Center for Statistical Genetics, University of Michigan, Ann Arbor, MI 48109, USA.
Comput Struct Biotechnol J. 2020 Jun 18;18:1557-1568. doi: 10.1016/j.csbj.2020.06.011. eCollection 2020.
In GWAS studies, SNP heritability measures the proportion of phenotypic variance explained by all measured SNPs. Accurate estimation of SNP heritability can help us better understand the degree to which measured genetic variants influence phenotypes. Over the last decade, a variety of statistical methods and software tools have been developed for SNP heritability estimation with different data types including genotype array data, imputed genotype data, whole-genome sequencing data, RNA sequencing data, and bisulfite sequencing data. However, a thorough technical review of these methods, especially from a statistical and computational viewpoint, is currently missing. To fill this knowledge gap, we present a comprehensive review on a broad category of recently developed and commonly used SNP heritability estimation methods. We focus on their modeling assumptions; their interconnected relationships; their applicability to quantitative, binary and count phenotypes; their use of individual level data versus summary statistics, as well as their utility for SNP heritability partitioning. We hope that this review will serve as a useful reference for both methodologists who develop heritability estimation methods and practitioners who perform heritability analysis.

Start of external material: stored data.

//! Data pipeline: rate-limited exchange connectors, on-disk storage,
//! quality control, and the storage-first loader that feeds the engine.

pub mod binance;
pub mod bybit;
pub mod connector;
pub mod limiter;
pub mod okx;
pub mod pipeline;
pub mod quality;
pub mod storage;
impl DataPipeline {
    pub fn new(storage: Storage, connector: Arc<dyn ExchangeConnector>) -> Self {
        Self { storage, connector }
    }

    pub fn storage(&self) -> &Storage {
        &self.storage
    }

    fn meta_for(&self, requirement: &DataRequirement, symbol: &Symbol, timeframe: Timeframe) -> SeriesMeta {
        let exchange = self.connector.exchange();
        match requirement.source {
            SeriesKind::Ohlcv => SeriesMeta::ohlcv(
                symbol.clone(),
                exchange,
                requirement.timeframe.unwrap_or(timeframe),
            ),
            SeriesKind::FundingRate => SeriesMeta::perpetual(
                symbol.clone(),
                exchange,
                SeriesKind::FundingRate,
                Cadence::FUNDING_8H,
            ),
            kind => SeriesMeta::perpetual(
                symbol.clone(),
                exchange,
                kind,
                Cadence::from(Timeframe::H1),
            ),
        }
    }

    /// Load every declared requirement for one `(symbol, timeframe, range)`.
    pub async fn load(
        &self,
        requirements: &[DataRequirement],
        symbol: &Symbol,
        timeframe: Timeframe,
        range: Option<TimeRange>,
    ) -> Result<MarketData, DataError> {
        let mut out = MarketData::new();

        for requirement in requirements {
            let meta = self.meta_for(requirement, symbol, timeframe);

            if let Some(series) = self.storage.load(&meta, range)? {
                if covers(&series, range) {
                    tracing::debug!(kind = %meta.kind, %symbol, "served from storage");
                    out.insert(series);
                    continue;
                }
            }

            match self
                .connector
                .fetch_series(requirement.source, symbol, Some(timeframe), range)
                .await
            {
                Ok(series) => {
                    let report = quality::validate(&series);
                    for finding in report.warnings() {
                        tracing::warn!(
                            kind = %meta.kind,
                            %symbol,
                            rule = %finding.rule,
                            "{}",
                            finding.message
                        );
                    }
                    if report.passed() {
                        self.storage.save(&series)?;
                        out.insert(series);
                    } else if requirement.required {
                        return Err(DataError::Quality {
                            symbol: symbol.to_string(),
                            kind: requirement.source,
                            detail: report.summary(),
                        });
                    } else {
                        tracing::warn!(
                            kind = %meta.kind,
                            %symbol,
                            "optional series failed quality control, omitted: {}",
                            report.summary()
                        );
                    }
                }
                Err(
                    err @ (ExchangeError::SymbolNotFound(_) | ExchangeError::NotSupported { .. }),
                ) if !requirement.required => {
                    tracing::info!(kind = %meta.kind, %symbol, "optional series unavailable: {err}");
                }
                Err(err) => {
                    if requirement.required {
                        return Err(err.into());
                    }
                    tracing::warn!(kind = %meta.kind, %symbol, "optional series fetch failed: {err}");
                }
            }
        }

        for requirement in requirements.iter().filter(|r| r.required) {
            if !out.contains(requirement.source) {
                return Err(DataError::Missing {
                    symbol: symbol.to_string(),
                    kind: requirement.source,
                });
            }
        }

        Ok(out)
    }
}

在全基因组关联研究(GWAS)中,单核苷酸多态性(SNP)遗传力衡量的是所有测得的SNP所解释的表型变异比例。准确估计SNP遗传力有助于我们更好地理解测得的基因变异对表型的影响程度。在过去十年中,已经开发了多种统计方法和软件工具,用于利用不同类型的数据(包括基因型阵列数据、推算基因型数据、全基因组测序数据、RNA测序数据和亚硫酸氢盐测序数据)来估计SNP遗传力。然而,目前缺少对这些方法的全面技术综述,尤其是从统计和计算角度的综述。为了填补这一知识空白,我们对最近开发的和常用的一大类SNP遗传力估计方法进行了全面综述。我们关注它们的建模假设;它们之间的相互关系;它们对定量、二元和计数表型的适用性;它们对个体水平数据与汇总统计量的使用,以及它们在SNP遗传力划分方面的效用。我们希望这篇综述能为开发遗传力估计方法的方法学家和进行遗传力分析的从业者提供有用的参考。